Director: Damien Chazelle
Runtime: 106 minutes
The title may be Whiplash, but thankfully the actual film is much more emotionally consistent. Director Damien Chazelle's second feature, adapted from his own short, features solid acting and exhaustingly passionate musical performances. Yet for all of the fury taken out on various instruments, Whiplash's emotional thrills hardly linger. Chazelle's direction is confident, never allowing intense scenes to boil over into laughable melodrama, but his protagonist is too simply defined to be much more than an audience surrogate.
When it comes to specific performance skills, actors often undergo rigorous training to look the part on screen. Unfortunately, filmmakers (and even the actors) forget that in the grand scheme of things, learning skills is as superficial as a costume. It's rare for an actor to develop a skill for a film and find ways of transferring emotion into said skill on camera. So for all of the literal blood, sweat, and tears that Miles Teller puts into his role as determined music Andrew, it's difficult to locate significant character building across the film's 100 minutes. Teller drums and drums until his fingers bleed and his body is soaked with sweat. It's impressive stuff to watch, but rarely does it feel like more than just an intense musical performance.
That's not to say that Teller isn't pouring his heart into his musical performances. The pain and utter exhaustion on his face during marathon-length practice sessions is powerful stuff. However, what little else we get about Andrew outside of his drive to be "one of the greats" of Jazz is pretty slim. He wants it. He wants it even if it means enduring the semi-insane teaching style of Prof. Fletcher (J.K. Simmons). Fletcher never wants to give out compliments, as he's under the impression that they give performers an excuse to slack off or go soft. Even then, his classroom behavior sometimes boggles the mind.
Simmons, at least, is working with material that requires some emotional dexterity. For all of Fletcher's outbursts (verbal and physical), Simmons and Chazelle never turn him into someone entirely devoid of humanity or compassion. Fletcher demands perfection of his Jazz band even though it's impossible to really reach his standards, and Simmons keeps that hollow perfectionism under fierce control.
Yet the further the film moves outside of the classroom and/or the stage, the less engrossing Whiplash becomes. A scene where Andrew listens to family friends praise their star athlete son is almost insultingly simple. Surprise, people are congratulating athletics and model UN as worthwhile accomplishments, but woe to those artsy types. Aren't they such heroic underdogs for pursuing things like music (I mean, really, who listens to music these days?). At least Chazelle caps off the bit with a nice stab of humor, but even so, the entire sequence is cliched and lacking in anything fresh or new.

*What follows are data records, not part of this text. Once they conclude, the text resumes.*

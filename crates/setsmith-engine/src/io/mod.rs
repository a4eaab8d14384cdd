use std::fs;
use std::path::{Path, PathBuf};

use log::{debug, info};

use crate::models::set::Set;
use crate::parsing::ParseError;

/// Byte order mark the desktop editor writes at the front of its setfiles.
const BOM: &str = "\u{feff}";

#[derive(Debug, thiserror::Error)]
pub enum LoadError {
    #[error("IO error: {0}")]
    Io(#[from] std::io::Error),
    #[error("Package archive error: {0}")]
    Zip(#[from] zip::result::ZipError),
    #[error(transparent)]
    Parse(#[from] ParseError),
    #[error("No set member in package: {}", .0.display())]
    MissingSetMember(PathBuf),
}

/// Reads setfile text from disk, dropping any leading byte order mark.
pub fn read_setfile_text(path: &Path) -> Result<String, LoadError> {
    let text = fs::read_to_string(path)?;
    match text.strip_prefix(BOM) {
        Some(stripped) => Ok(stripped.to_string()),
        None => Ok(text),
    }
}

/// Writes setfile text to disk with a leading byte order mark.
pub fn write_setfile_text(path: &Path, text: &str) -> Result<(), LoadError> {
    fs::write(path, format!("{BOM}{text}"))?;
    Ok(())
}

/// Loads and parses a plain setfile.
pub fn load_setfile(path: &Path) -> Result<Set, LoadError> {
    debug!("loading setfile from {path:?}");
    let text = read_setfile_text(path)?;
    Ok(Set::from_text(&text)?)
}

/// Serializes a set to a plain setfile.
pub fn save_setfile(set: &Set, path: &Path) -> Result<(), LoadError> {
    write_setfile_text(path, &set.to_text())
}

/// Loads a zipped package by extracting it next to itself and parsing the
/// `set` member.
///
/// The extraction directory is the package path minus its extension and may
/// already exist from an earlier run. With `delete_temporaries` the
/// directory is removed again after a successful parse; on failure it is
/// left in place for inspection.
pub fn load_package(path: &Path, delete_temporaries: bool) -> Result<Set, LoadError> {
    let file = fs::File::open(path)?;
    let mut archive = zip::ZipArchive::new(file)?;
    if !archive.file_names().any(|name| name == "set") {
        return Err(LoadError::MissingSetMember(path.to_path_buf()));
    }
    let work_dir = path.with_extension("");
    info!("extracting package {path:?} to {work_dir:?}");
    archive.extract(&work_dir)?;
    let set = load_setfile(&work_dir.join("set"))?;
    if delete_temporaries {
        fs::remove_dir_all(&work_dir)?;
    }
    Ok(set)
}

#[cfg(test)]
mod tests {
    use super::*;
    use crate::tests::{THISTLEDOWN, create_package, create_setfile_dir};
    use pretty_assertions::assert_eq;
    use tempfile::TempDir;

    #[test]
    fn test_load_setfile_parses_cards() {
        let (_dir, path) = create_setfile_dir(THISTLEDOWN);
        let set = load_setfile(&path).unwrap();
        assert_eq!(set.cards.len(), 7);
    }

    #[test]
    fn test_read_setfile_text_strips_byte_order_mark() {
        let (_dir, path) = create_setfile_dir("\u{feff}game: Thistledown\n");
        let text = read_setfile_text(&path).unwrap();
        assert_eq!(text, "game: Thistledown\n");
    }

    #[test]
    fn test_write_setfile_text_prepends_byte_order_mark() {
        let dir = TempDir::new().unwrap();
        let path = dir.path().join("set");
        write_setfile_text(&path, "game: Thistledown\n").unwrap();
        let bytes = fs::read(&path).unwrap();
        assert_eq!(&bytes[..3], [0xEF, 0xBB, 0xBF]);
    }

    #[test]
    fn test_save_then_load_round_trips() {
        let dir = TempDir::new().unwrap();
        let path = dir.path().join("set");
        let set = Set::from_text(THISTLEDOWN).unwrap();
        save_setfile(&set, &path).unwrap();
        let reloaded = load_setfile(&path).unwrap();
        assert_eq!(reloaded.to_text(), THISTLEDOWN);
    }

    #[test]
    fn test_bom_file_bytes_survive_save() {
        let dir = TempDir::new().unwrap();
        let original = dir.path().join("set");
        fs::write(&original, format!("\u{feff}{THISTLEDOWN}")).unwrap();
        let set = load_setfile(&original).unwrap();
        let copy = dir.path().join("set-copy");
        save_setfile(&set, &copy).unwrap();
        assert_eq!(fs::read(&copy).unwrap(), fs::read(&original).unwrap());
    }

    #[test]
    fn test_load_package_extracts_and_cleans_up() {
        let dir = TempDir::new().unwrap();
        let path = create_package(dir.path(), "flock.mse-set", "set", THISTLEDOWN);
        let set = load_package(&path, true).unwrap();
        assert_eq!(set.cards.len(), 7);
        // Same set as loading the bare file
        assert_eq!(set.to_text(), THISTLEDOWN);
        assert!(!dir.path().join("flock").exists());
    }

    #[test]
    fn test_load_package_can_keep_temporaries() {
        let dir = TempDir::new().unwrap();
        let path = create_package(dir.path(), "flock.mse-set", "set", THISTLEDOWN);
        load_package(&path, false).unwrap();
        assert!(dir.path().join("flock").join("set").exists());
    }

    #[test]
    fn test_load_package_rejects_missing_set_member() {
        let dir = TempDir::new().unwrap();
        let path = create_package(dir.path(), "bad.mse-set", "readme", "not a setfile");
        let err = load_package(&path, true).unwrap_err();
        assert!(matches!(err, LoadError::MissingSetMember(_)));
        assert!(!dir.path().join("bad").exists());
    }
}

Beyond the woe-to-the-artists stuff, Chazelle also has an unsatisfying way of navigating the issues that stem from his set-up. Andrew's determination is so all consuming that he's not a particularly interesting character for Teller to sink in to. He wants to be the best. He cuts things off with a potential romantic interest because he knows his dedication to practicing will drive them away. He goes through minor triumphs and staggering defeats. It doesn't exactly prompt a shrug, but it does make Andrew's struggle less involving than it ought to be. The story's conclusion gets the pulse up for an exasperating amount of time, but once those credits start rolling, there's not much to care about.
With its character-based deficiencies, all that's really left to prop up Whiplash are the scenes involving Prof. Fletcher's practice sessions and Andrew's own Herculean efforts to meet his tyrannical leader's expectations. Chazelle's directing during these scenes mark the film's high points, tapping into the furious effort that Andrew's drummer position requires. The sequences are as bursting with life as the music being played, and that surface level adrenaline rush can be thrilling to behold. All of that raucous energy holds your attention through every second, and yet it all fades too quickly without a fully developed protagonist to investigate and hopefully root for. The pulse quickens, yet the heart remains almost completely unmoved.